* [TASK DESCRIPTION]:
Check each line of the material that follows, and copy those holding the string "NamedTempFile".

* [MATERIAL FOR THE TASK]:
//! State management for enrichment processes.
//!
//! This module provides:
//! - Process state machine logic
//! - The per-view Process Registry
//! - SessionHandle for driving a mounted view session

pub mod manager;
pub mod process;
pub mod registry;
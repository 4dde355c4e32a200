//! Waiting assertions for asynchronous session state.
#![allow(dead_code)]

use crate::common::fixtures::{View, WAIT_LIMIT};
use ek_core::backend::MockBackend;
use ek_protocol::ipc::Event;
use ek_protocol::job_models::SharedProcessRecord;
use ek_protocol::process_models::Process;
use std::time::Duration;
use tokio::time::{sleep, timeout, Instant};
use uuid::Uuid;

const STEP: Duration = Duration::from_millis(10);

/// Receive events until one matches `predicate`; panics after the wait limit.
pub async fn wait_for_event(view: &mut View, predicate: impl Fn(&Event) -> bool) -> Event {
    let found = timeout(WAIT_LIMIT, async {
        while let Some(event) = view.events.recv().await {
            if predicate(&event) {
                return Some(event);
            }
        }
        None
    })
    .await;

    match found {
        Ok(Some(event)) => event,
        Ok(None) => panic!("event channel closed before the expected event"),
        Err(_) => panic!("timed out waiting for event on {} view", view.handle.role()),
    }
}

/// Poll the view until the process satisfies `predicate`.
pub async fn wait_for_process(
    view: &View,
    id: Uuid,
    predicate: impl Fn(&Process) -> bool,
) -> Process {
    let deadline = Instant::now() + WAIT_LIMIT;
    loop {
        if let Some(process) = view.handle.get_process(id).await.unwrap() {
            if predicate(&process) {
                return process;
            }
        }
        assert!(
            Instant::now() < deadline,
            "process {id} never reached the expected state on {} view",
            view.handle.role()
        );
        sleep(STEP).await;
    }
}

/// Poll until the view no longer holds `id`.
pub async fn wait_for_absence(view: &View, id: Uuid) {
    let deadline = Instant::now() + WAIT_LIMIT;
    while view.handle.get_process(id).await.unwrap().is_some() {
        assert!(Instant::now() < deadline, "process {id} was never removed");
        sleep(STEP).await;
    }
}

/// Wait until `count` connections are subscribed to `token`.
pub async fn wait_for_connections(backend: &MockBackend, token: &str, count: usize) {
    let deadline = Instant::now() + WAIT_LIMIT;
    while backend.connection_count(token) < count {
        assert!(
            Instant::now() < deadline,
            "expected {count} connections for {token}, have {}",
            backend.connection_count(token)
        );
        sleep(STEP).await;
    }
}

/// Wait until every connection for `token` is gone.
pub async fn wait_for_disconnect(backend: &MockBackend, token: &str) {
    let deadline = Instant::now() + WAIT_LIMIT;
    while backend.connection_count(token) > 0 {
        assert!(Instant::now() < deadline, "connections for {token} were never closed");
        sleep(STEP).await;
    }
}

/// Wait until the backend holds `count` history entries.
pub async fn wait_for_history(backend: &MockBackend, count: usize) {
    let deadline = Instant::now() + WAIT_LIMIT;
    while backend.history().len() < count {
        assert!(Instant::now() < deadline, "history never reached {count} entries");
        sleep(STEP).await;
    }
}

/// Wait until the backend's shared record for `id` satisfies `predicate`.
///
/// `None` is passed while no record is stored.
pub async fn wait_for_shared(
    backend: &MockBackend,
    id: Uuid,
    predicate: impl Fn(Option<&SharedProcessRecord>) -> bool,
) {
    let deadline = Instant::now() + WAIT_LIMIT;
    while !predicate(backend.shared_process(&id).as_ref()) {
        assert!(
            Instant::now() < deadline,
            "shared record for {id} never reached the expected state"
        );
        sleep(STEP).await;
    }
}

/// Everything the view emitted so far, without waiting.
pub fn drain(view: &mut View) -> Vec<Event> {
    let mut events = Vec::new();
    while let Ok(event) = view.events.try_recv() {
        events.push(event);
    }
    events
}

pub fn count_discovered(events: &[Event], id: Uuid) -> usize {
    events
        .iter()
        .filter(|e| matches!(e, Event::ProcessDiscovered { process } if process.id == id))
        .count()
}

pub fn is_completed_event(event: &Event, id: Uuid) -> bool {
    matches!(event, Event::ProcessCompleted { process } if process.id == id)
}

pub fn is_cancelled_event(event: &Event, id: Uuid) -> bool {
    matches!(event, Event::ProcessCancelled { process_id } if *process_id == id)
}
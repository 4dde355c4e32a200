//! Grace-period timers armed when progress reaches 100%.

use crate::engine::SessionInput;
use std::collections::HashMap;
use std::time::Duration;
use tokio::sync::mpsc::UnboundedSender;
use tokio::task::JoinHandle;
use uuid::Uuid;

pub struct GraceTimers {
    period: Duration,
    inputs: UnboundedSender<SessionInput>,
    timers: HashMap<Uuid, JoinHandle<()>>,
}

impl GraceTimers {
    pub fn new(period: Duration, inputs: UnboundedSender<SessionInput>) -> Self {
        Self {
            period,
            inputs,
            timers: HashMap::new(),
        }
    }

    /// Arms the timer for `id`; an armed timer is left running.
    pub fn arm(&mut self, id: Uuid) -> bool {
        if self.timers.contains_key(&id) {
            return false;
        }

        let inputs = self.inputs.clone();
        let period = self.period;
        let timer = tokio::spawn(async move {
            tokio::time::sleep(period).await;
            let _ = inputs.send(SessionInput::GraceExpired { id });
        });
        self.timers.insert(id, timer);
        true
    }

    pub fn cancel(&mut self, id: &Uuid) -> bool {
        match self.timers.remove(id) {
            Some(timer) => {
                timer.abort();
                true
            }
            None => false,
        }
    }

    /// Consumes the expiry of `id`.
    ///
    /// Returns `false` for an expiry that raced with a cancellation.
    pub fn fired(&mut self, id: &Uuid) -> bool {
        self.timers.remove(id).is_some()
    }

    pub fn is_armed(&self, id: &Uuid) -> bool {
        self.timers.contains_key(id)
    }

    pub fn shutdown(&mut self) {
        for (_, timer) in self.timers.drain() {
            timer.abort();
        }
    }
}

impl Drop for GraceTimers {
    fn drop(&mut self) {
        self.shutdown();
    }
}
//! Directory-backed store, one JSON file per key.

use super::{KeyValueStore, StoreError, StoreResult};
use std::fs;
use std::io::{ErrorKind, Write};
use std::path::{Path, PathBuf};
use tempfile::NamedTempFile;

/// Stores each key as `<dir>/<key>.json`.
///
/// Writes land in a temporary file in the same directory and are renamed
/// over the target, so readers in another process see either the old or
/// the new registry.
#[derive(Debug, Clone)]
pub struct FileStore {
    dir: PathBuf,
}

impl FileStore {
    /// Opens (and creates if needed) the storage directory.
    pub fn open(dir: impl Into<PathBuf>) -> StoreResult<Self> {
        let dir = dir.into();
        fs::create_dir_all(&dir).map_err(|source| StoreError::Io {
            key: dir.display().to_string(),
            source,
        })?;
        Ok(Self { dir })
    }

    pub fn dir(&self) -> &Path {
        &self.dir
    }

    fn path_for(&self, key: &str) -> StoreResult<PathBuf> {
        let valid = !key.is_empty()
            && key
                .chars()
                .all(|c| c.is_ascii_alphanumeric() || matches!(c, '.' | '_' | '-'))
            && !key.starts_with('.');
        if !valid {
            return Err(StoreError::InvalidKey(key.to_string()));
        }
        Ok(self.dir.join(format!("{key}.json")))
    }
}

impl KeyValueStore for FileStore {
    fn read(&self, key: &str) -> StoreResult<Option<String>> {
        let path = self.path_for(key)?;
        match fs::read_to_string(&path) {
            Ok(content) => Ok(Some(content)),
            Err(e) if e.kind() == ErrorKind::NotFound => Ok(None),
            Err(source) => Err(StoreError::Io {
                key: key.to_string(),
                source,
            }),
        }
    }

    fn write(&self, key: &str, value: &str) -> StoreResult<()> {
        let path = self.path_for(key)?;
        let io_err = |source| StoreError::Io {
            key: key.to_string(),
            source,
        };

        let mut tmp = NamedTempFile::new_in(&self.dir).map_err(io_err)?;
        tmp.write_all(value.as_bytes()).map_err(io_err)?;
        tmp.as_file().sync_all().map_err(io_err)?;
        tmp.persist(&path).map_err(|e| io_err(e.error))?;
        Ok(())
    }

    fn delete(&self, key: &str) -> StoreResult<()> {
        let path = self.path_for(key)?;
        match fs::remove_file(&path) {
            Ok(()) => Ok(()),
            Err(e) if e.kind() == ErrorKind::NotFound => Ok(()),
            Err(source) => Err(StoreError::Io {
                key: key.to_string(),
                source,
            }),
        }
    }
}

* [SOLVED PROBLEM]:
use tempfile::NamedTempFile;
        let mut tmp = NamedTempFile::new_in(&self.dir).map_err(io_err)?;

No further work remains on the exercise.